(RECORDS TO PROCESS Opens)

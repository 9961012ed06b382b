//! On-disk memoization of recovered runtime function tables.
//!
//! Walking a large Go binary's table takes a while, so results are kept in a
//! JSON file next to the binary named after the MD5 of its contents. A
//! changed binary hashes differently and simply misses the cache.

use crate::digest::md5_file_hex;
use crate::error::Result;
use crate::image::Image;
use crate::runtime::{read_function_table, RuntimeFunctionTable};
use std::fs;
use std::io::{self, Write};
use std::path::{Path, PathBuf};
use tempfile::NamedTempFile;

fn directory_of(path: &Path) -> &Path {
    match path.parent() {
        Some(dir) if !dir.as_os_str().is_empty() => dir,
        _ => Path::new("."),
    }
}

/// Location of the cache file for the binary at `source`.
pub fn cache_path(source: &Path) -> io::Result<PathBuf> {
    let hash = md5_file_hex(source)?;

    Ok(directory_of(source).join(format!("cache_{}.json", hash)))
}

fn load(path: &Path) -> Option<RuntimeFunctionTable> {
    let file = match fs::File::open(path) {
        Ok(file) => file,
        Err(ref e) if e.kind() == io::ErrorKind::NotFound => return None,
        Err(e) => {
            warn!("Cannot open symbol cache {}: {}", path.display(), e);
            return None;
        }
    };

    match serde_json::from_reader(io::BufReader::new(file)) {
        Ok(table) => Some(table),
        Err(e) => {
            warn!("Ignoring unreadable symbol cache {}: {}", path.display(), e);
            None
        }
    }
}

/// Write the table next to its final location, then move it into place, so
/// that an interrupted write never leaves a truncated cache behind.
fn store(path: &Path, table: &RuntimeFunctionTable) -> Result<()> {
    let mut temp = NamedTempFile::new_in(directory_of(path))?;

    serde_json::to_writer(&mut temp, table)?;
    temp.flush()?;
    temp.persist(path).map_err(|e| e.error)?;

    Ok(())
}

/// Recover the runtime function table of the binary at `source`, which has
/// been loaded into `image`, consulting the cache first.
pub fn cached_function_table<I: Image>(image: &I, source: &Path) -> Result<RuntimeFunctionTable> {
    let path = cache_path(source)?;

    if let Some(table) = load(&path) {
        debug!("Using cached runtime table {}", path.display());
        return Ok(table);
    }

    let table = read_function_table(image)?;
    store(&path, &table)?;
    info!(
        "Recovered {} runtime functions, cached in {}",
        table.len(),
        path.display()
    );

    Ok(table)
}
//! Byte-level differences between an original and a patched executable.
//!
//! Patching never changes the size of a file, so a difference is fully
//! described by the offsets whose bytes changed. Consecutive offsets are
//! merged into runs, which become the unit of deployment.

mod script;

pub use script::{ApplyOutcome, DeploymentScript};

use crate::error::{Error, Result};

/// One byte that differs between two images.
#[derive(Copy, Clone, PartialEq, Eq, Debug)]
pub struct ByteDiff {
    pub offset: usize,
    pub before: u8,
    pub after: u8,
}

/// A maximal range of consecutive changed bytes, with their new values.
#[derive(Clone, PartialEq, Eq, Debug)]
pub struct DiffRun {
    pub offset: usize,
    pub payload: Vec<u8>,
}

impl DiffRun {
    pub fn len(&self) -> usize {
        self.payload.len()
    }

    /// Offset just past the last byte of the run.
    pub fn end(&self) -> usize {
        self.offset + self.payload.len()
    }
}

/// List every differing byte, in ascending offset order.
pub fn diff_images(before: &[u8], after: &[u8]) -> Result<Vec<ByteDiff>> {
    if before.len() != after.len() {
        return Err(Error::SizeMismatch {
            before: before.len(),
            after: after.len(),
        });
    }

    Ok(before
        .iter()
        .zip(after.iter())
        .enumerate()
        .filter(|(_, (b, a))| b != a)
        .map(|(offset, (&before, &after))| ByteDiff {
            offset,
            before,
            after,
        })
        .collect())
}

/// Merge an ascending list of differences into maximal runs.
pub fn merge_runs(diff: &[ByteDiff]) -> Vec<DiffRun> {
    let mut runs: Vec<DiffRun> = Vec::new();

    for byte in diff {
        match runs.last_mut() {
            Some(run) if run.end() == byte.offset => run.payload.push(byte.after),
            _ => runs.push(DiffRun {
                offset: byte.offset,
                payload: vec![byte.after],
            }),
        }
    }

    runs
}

(RECORDS TO PROCESS Closes)
(RECORDS TO PROCESS Opens)

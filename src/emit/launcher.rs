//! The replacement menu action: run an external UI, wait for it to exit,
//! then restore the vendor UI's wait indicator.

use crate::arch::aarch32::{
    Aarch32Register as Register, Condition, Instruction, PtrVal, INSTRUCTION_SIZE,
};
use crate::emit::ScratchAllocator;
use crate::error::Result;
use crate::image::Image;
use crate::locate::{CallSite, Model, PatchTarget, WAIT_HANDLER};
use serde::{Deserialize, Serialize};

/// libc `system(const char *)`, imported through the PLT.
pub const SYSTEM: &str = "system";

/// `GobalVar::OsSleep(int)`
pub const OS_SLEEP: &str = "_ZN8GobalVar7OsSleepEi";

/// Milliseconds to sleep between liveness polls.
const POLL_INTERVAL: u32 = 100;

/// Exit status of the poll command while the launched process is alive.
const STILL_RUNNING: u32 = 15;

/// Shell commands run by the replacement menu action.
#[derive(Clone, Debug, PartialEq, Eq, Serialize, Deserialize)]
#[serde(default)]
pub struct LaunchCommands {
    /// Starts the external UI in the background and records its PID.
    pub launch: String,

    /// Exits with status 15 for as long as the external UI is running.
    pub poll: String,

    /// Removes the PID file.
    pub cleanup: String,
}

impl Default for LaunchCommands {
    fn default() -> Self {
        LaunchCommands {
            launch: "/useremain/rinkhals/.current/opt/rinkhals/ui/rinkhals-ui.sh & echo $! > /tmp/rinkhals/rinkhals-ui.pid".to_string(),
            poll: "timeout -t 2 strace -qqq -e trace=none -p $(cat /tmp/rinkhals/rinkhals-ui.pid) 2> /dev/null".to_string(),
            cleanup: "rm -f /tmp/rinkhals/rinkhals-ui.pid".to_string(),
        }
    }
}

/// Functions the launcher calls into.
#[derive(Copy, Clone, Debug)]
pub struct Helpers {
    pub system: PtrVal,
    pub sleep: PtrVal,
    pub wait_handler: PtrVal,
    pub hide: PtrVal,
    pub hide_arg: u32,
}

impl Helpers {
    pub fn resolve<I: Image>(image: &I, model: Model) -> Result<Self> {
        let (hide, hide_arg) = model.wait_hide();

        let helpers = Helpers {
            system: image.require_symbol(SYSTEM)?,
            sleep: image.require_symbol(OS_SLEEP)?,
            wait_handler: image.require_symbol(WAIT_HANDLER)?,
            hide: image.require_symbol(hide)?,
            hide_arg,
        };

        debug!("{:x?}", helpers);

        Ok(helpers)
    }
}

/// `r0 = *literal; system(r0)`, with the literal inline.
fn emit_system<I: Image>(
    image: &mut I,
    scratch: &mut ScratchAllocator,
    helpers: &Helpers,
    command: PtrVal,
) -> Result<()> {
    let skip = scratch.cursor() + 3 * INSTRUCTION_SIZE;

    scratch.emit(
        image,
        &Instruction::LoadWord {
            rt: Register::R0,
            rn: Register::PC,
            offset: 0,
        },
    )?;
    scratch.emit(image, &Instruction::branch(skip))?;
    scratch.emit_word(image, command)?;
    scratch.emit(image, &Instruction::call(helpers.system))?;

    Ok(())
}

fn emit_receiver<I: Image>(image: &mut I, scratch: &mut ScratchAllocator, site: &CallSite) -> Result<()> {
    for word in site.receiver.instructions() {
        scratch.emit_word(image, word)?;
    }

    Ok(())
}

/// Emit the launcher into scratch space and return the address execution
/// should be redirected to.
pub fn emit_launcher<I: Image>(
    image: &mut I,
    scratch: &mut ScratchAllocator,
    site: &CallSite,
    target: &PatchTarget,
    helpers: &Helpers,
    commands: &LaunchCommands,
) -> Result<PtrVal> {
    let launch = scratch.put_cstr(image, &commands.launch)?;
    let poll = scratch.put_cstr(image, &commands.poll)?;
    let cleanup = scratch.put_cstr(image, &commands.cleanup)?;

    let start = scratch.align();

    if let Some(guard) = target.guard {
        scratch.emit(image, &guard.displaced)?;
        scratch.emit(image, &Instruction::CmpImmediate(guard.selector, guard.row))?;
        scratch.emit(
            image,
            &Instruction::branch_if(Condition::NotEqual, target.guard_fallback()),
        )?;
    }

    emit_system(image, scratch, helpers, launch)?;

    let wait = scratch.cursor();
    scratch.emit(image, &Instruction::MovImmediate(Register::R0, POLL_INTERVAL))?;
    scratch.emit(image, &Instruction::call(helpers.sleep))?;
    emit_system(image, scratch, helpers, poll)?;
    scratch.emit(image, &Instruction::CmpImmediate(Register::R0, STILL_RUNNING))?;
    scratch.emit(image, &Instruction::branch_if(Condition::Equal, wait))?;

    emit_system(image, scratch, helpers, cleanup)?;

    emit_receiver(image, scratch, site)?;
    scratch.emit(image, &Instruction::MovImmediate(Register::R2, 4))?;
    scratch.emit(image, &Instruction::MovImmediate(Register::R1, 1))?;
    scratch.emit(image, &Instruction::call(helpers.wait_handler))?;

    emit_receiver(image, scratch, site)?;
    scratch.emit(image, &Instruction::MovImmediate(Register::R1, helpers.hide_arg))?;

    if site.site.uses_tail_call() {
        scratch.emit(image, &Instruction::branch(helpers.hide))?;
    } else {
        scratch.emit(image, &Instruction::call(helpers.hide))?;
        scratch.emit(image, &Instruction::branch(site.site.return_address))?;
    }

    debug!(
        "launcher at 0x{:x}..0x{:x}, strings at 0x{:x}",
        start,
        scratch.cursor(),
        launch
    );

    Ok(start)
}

(RECORDS TO PROCESS Closes)
(RECORDS TO PROCESS Opens)

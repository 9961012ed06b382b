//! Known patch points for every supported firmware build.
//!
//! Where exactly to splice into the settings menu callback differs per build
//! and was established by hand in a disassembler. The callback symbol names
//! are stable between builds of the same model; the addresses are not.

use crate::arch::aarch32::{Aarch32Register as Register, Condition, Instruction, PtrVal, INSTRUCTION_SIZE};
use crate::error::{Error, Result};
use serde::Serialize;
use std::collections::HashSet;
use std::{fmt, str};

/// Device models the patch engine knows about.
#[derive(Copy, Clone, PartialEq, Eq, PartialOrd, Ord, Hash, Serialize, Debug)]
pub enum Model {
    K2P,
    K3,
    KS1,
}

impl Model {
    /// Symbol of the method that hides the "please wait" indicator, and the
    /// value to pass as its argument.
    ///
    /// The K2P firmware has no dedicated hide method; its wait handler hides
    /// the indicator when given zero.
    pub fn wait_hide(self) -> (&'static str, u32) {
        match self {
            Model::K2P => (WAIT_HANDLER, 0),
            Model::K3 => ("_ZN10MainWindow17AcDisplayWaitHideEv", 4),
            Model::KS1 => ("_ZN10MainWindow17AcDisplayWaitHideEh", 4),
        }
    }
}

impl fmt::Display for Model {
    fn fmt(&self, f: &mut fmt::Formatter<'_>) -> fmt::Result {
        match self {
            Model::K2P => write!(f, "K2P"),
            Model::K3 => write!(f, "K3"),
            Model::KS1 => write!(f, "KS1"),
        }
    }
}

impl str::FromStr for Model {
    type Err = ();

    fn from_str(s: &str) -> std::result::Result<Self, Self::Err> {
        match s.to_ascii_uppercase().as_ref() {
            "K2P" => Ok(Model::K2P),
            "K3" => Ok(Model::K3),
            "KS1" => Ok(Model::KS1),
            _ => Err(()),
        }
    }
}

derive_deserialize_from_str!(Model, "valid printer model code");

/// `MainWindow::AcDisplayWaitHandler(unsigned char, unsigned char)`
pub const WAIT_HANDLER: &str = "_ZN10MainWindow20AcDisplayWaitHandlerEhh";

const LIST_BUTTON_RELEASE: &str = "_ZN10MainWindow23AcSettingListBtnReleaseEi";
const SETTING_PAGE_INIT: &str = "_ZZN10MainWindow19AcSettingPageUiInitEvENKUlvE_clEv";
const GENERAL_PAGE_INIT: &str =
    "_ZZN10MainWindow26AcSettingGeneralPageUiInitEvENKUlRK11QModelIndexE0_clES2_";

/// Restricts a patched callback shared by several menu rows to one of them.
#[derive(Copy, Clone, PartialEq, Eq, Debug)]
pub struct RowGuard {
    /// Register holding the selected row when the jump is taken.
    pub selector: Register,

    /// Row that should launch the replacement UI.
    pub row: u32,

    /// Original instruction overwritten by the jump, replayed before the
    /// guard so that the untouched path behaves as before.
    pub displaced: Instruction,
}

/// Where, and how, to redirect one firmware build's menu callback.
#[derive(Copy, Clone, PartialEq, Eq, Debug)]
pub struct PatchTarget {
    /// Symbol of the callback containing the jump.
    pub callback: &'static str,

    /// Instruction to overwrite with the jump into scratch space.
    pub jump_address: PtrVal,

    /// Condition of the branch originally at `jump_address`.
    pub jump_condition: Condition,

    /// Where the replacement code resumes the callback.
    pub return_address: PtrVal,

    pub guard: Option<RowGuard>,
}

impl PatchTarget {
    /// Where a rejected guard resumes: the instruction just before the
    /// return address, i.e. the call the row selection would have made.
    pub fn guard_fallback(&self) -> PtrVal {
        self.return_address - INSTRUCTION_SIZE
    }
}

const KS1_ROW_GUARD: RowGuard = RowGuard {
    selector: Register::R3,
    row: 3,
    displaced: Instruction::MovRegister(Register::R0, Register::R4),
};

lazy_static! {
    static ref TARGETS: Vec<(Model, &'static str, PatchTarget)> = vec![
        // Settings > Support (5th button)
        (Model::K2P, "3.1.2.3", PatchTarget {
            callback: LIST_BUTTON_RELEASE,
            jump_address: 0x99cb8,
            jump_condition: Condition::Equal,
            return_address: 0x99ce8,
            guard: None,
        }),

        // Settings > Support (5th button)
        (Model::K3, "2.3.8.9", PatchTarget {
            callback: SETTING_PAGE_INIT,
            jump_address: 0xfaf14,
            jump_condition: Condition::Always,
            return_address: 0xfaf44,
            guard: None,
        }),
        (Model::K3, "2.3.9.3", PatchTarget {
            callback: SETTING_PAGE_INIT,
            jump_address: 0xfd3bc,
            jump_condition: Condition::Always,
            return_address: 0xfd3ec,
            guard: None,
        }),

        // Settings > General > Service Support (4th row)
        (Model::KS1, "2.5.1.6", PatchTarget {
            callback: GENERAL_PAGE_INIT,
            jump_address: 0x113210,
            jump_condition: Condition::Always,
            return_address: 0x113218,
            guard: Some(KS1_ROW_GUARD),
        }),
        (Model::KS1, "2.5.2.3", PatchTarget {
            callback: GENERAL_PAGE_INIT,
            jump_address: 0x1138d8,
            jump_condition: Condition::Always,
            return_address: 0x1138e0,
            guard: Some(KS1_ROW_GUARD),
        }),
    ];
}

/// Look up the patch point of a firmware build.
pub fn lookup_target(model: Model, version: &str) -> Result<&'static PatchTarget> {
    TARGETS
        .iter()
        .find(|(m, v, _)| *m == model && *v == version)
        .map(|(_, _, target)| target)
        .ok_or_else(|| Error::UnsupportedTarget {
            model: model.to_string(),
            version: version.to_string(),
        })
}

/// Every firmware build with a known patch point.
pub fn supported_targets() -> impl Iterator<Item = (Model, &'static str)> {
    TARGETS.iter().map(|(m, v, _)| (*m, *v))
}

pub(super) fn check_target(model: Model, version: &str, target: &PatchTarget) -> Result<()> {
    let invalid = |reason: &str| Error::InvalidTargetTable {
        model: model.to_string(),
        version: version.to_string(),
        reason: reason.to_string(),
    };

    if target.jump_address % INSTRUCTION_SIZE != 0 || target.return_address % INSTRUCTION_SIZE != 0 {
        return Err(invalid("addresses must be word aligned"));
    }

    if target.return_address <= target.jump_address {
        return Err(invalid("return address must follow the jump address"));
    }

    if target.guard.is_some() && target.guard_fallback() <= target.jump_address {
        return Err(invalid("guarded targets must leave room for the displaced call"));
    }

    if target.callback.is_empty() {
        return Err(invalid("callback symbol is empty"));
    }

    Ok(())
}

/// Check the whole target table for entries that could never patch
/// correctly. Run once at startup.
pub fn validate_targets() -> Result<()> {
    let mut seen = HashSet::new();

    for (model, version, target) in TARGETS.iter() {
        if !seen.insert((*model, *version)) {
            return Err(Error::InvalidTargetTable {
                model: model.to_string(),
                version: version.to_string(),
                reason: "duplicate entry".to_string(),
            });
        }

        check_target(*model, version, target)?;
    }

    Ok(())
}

(RECORDS TO PROCESS Closes)

_TASK STATEMENT_
Find every line in the records above that holds the word "while", and copy each one.

_RESPONSE AREA_
//! Walking a large Go binary's table takes a while, so results are kept in a
/// Exit status of the poll command while the launched process is alive.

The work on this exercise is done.